On Friday, Wood Source Fuels loaded the logs from Quality Timbers and Wood Products in Conejos County on a railcar at a siding south of Antonito. The timber came from five forests - the Rio Grande, Carson, and San Juan national forests, as well State Trust land and Tribal, Jicarilla at Chama Land & Cattle.
The logs were harvested as part of a U.S. Forest Service Wood Innovation Grant (WIG). The purpose of the grant program is to grow a market for biomass products harvested to reduce fire fuels, manage important watersheds, and improve forest health.
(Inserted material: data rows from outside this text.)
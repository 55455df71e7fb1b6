//! Union classification: literal unions become enums, discriminated
//! unions become tagged sum types, and whatever is left becomes an
//! untagged union or falls back entirely.

use rustc_hash::FxHashSet;
use tracing::debug;
use ts2rs_common::{case, ConvertError};
use ts2rs_host::{Property, TypeId};
use ts2rs_ir::{
    CollectedType, Enum, EnumValue, EnumVariant, Field, LiteralValue, Primitive, ResolvedType,
    TypeAlias, Union, UnionVariant,
};

use crate::{number_ident, Resolver};

impl<'a> Resolver<'a> {
    /// A union at an inline use site. Anonymous unions cannot become
    /// nominal types, so beyond the nullable single-variant shape
    /// everything degrades to the JSON value.
    pub(crate) fn resolve_inline_union(
        &mut self,
        t: TypeId,
        site: &str,
    ) -> Result<ResolvedType, ConvertError> {
        let host = self.host();
        let members = host.union_members(t);
        let (nulls, rest): (Vec<TypeId>, Vec<TypeId>) = members
            .into_iter()
            .partition(|&m| host.is_null(m) || host.is_undefined(m));

        if rest.is_empty() {
            let inner = self.fallback("union has only null and undefined members".into(), site)?;
            return Ok(inner.into_option());
        }
        if rest.len() == 1 {
            let inner = self.resolve_type(rest[0], site)?;
            let inner = self.boxed_if_processing(inner);
            return Ok(inner.into_option());
        }
        let all_literals = rest.iter().all(|&m| {
            host.is_string_literal(m) || host.is_number_literal(m) || host.is_boolean_literal(m)
        });
        if all_literals && nulls.is_empty() {
            return self.fallback("inline literal union must be a named type".into(), site);
        }
        let inner = self.fallback(
            "inline union with multiple variants cannot be named".into(),
            site,
        )?;
        Ok(inner.into_option())
    }

    /// A union on the right-hand side of a named alias.
    pub(crate) fn resolve_named_union(
        &mut self,
        name: &str,
        aliased: TypeId,
        doc: Option<String>,
        site: &str,
    ) -> Result<(), ConvertError> {
        let host = self.host();
        let members = host.union_members(aliased);

        let literalish = members.iter().all(|&m| {
            host.is_string_literal(m)
                || host.is_number_literal(m)
                || host.is_null(m)
                || host.is_undefined(m)
        });
        let has_literal = members
            .iter()
            .any(|&m| host.is_string_literal(m) || host.is_number_literal(m));
        if literalish && has_literal {
            return self.resolve_literal_union_as_enum(name, &members, doc);
        }

        let non_null: Vec<TypeId> = members
            .iter()
            .copied()
            .filter(|&m| !host.is_null(m) && !host.is_undefined(m))
            .collect();

        if non_null.is_empty() {
            let inner = self.fallback("union has only null and undefined members".into(), site)?;
            self.collect(CollectedType::TypeAlias(TypeAlias {
                name: name.to_string(),
                aliased: inner.into_option(),
                documentation: doc,
            }));
            return Ok(());
        }
        if non_null.len() == 1 {
            let inner = self.resolve_type(non_null[0], site)?;
            let inner = self.boxed_if_processing(inner);
            self.collect(CollectedType::TypeAlias(TypeAlias {
                name: name.to_string(),
                aliased: inner.into_option(),
                documentation: doc,
            }));
            return Ok(());
        }

        if let Some(discriminator) = self.find_discriminator(&non_null) {
            return self.resolve_discriminated_union(name, &non_null, &discriminator, doc);
        }
        self.resolve_general_union(name, &non_null, doc, site)
    }

    /// A union of string/number literals becomes an enum; null and
    /// undefined members are stripped during collection.
    fn resolve_literal_union_as_enum(
        &mut self,
        name: &str,
        members: &[TypeId],
        doc: Option<String>,
    ) -> Result<(), ConvertError> {
        let host = self.host();
        let mut variants = Vec::new();
        let mut is_string_enum = false;
        for &member in members {
            if let Some(value) = host.literal_string(member) {
                is_string_enum = true;
                variants.push(EnumVariant {
                    name: case::to_variant_name(&value),
                    value: Some(EnumValue::String(value)),
                    documentation: None,
                });
            } else if let Some(value) = host.literal_number(member) {
                variants.push(EnumVariant {
                    name: format!("Value{}", number_ident(value)),
                    value: Some(EnumValue::Number(value as i64)),
                    documentation: None,
                });
            }
            // null/undefined members vanish here.
        }
        self.collect(CollectedType::Enum(Enum {
            name: name.to_string(),
            variants,
            is_string_enum,
            documentation: doc,
        }));
        Ok(())
    }

    /// A union of at least two object members is discriminated when some
    /// property is declared with a literal type in every member. The first
    /// qualifying property of the first member wins.
    fn find_discriminator(&self, members: &[TypeId]) -> Option<String> {
        let host = self.host();
        if members.len() < 2 {
            return None;
        }
        if !members
            .iter()
            .all(|&m| host.is_object(m) && !host.properties(m).is_empty())
        {
            return None;
        }
        let member_props: Vec<Vec<Property>> =
            members.iter().map(|&m| host.properties(m)).collect();
        for candidate in &member_props[0] {
            let is_literal = |ty: TypeId| {
                host.is_string_literal(ty)
                    || host.is_number_literal(ty)
                    || host.is_boolean_literal(ty)
            };
            if !is_literal(candidate.ty) {
                continue;
            }
            if member_props.iter().all(|props| {
                props
                    .iter()
                    .any(|p| p.name == candidate.name && is_literal(p.ty))
            }) {
                return Some(candidate.name.clone());
            }
        }
        None
    }

    fn resolve_discriminated_union(
        &mut self,
        name: &str,
        members: &[TypeId],
        discriminator: &str,
        doc: Option<String>,
    ) -> Result<(), ConvertError> {
        debug!(name = %name, discriminator = %discriminator, "collecting discriminated union");
        let mut variants = Vec::new();
        let mut taken: FxHashSet<String> = FxHashSet::default();
        for &member in members {
            let props = self.host().properties(member);
            let disc_prop = props
                .iter()
                .find(|p| p.name == discriminator)
                .cloned();
            let Some(disc_prop) = disc_prop else { continue };
            let Some(value) = self.literal_of(disc_prop.ty) else {
                continue;
            };

            let base_name = match &value {
                LiteralValue::String(s) => case::to_variant_name(s),
                LiteralValue::Number(n) => format!("Value{}", number_ident(*n)),
                LiteralValue::Boolean(true) => "True".to_string(),
                LiteralValue::Boolean(false) => "False".to_string(),
            };
            let mut variant_name = base_name.clone();
            let mut counter = 2;
            while !taken.insert(variant_name.clone()) {
                variant_name = format!("{base_name}{counter}");
                counter += 1;
            }

            let mut fields: Vec<Field> = Vec::new();
            for prop in &props {
                if prop.name == discriminator {
                    // A string discriminator is reconstructed from the
                    // variant tag at serialization time; numeric and
                    // boolean tags stay in the payload.
                    match &value {
                        LiteralValue::String(_) => {}
                        LiteralValue::Number(_) => fields.push(Field {
                            name: prop.name.clone(),
                            ty: ResolvedType::Primitive(Primitive::Number),
                            optional: false,
                            documentation: prop.doc.clone(),
                        }),
                        LiteralValue::Boolean(_) => fields.push(Field {
                            name: prop.name.clone(),
                            ty: ResolvedType::Primitive(Primitive::Boolean),
                            optional: false,
                            documentation: prop.doc.clone(),
                        }),
                    }
                    continue;
                }
                fields.push(self.make_field(name, prop)?);
            }

            variants.push(UnionVariant {
                name: variant_name,
                ty: if fields.is_empty() {
                    None
                } else {
                    Some(ResolvedType::AnonymousStruct(fields))
                },
                discriminator_value: Some(value),
            });
        }
        self.collect(CollectedType::Union(Union {
            name: name.to_string(),
            variants,
            discriminator: Some(discriminator.to_string()),
            documentation: doc,
        }));
        Ok(())
    }

    /// A union with no discriminator. If every member resolves nominally
    /// the union is collected untagged; one unrepresentable member and the
    /// alias is dropped entirely, leaving use sites to fall back.
    fn resolve_general_union(
        &mut self,
        name: &str,
        members: &[TypeId],
        doc: Option<String>,
        site: &str,
    ) -> Result<(), ConvertError> {
        let mut resolved = Vec::with_capacity(members.len());
        for &member in members {
            resolved.push(self.resolve_type(member, site)?);
        }
        if resolved.iter().any(ResolvedType::is_json_value) {
            self.warn(format!(
                "union type '{name}' has members with no nominal representation; \
                 it will not be emitted and uses of it fall back to serde_json::Value"
            ));
            return Ok(());
        }

        let mut taken: FxHashSet<String> = FxHashSet::default();
        let variants = resolved
            .into_iter()
            .map(|ty| {
                let base = general_variant_name(&ty);
                let mut variant_name = base.clone();
                let mut counter = 2;
                while !taken.insert(variant_name.clone()) {
                    variant_name = format!("{base}{counter}");
                    counter += 1;
                }
                UnionVariant {
                    name: variant_name,
                    ty: Some(ty),
                    discriminator_value: None,
                }
            })
            .collect();
        self.collect(CollectedType::Union(Union {
            name: name.to_string(),
            variants,
            discriminator: None,
            documentation: doc,
        }));
        Ok(())
    }
}

fn general_variant_name(ty: &ResolvedType) -> String {
    match ty {
        ResolvedType::StructRef(name) => name.clone(),
        ResolvedType::Primitive(Primitive::String) => "String".to_string(),
        ResolvedType::Primitive(Primitive::Number) => "Number".to_string(),
        ResolvedType::Primitive(Primitive::Boolean) => "Boolean".to_string(),
        ResolvedType::Primitive(_) => "Null".to_string(),
        ResolvedType::Array(_) => "Array".to_string(),
        ResolvedType::Tuple(_) => "Tuple".to_string(),
        ResolvedType::Record(_, _) | ResolvedType::Map(_, _) => "Map".to_string(),
        ResolvedType::Set(_) => "Set".to_string(),
        ResolvedType::AnonymousStruct(_) => "Object".to_string(),
        ResolvedType::Option(inner) | ResolvedType::Box(inner) => general_variant_name(inner),
        ResolvedType::Literal(LiteralValue::String(s)) => case::to_variant_name(s),
        ResolvedType::Literal(LiteralValue::Number(n)) => format!("Value{}", number_ident(*n)),
        ResolvedType::Literal(LiteralValue::Boolean(true)) => "True".to_string(),
        ResolvedType::Literal(LiteralValue::Boolean(false)) => "False".to_string(),
        ResolvedType::JsonValue | ResolvedType::TypeParameter(_) => "Value".to_string(),
    }
}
The use of rail is integral to the purpose of the grant, which is entitled “Moving Biomass for Resilient Forests”. The project will try to create a collaboration of public and private partnerships to promote a healthy working forest and forest-resilient communities. Flexible stewardship authorities, adaptive management, alternative treatment, and affordable transportation modes will be used to improve forest health and reduce fire risks. The grant has an ultimate goal of creating a cooperative to handle forest treatment, biomass utilization, and business operations executing economic efficiencies to address lower-value forest products (small diameter) and mortality due to pest and drought. The barrier of high transportation cost will be addressed by using of rail to ship low-value biomass chips moving more efficiently and with at a lower carbon footprint.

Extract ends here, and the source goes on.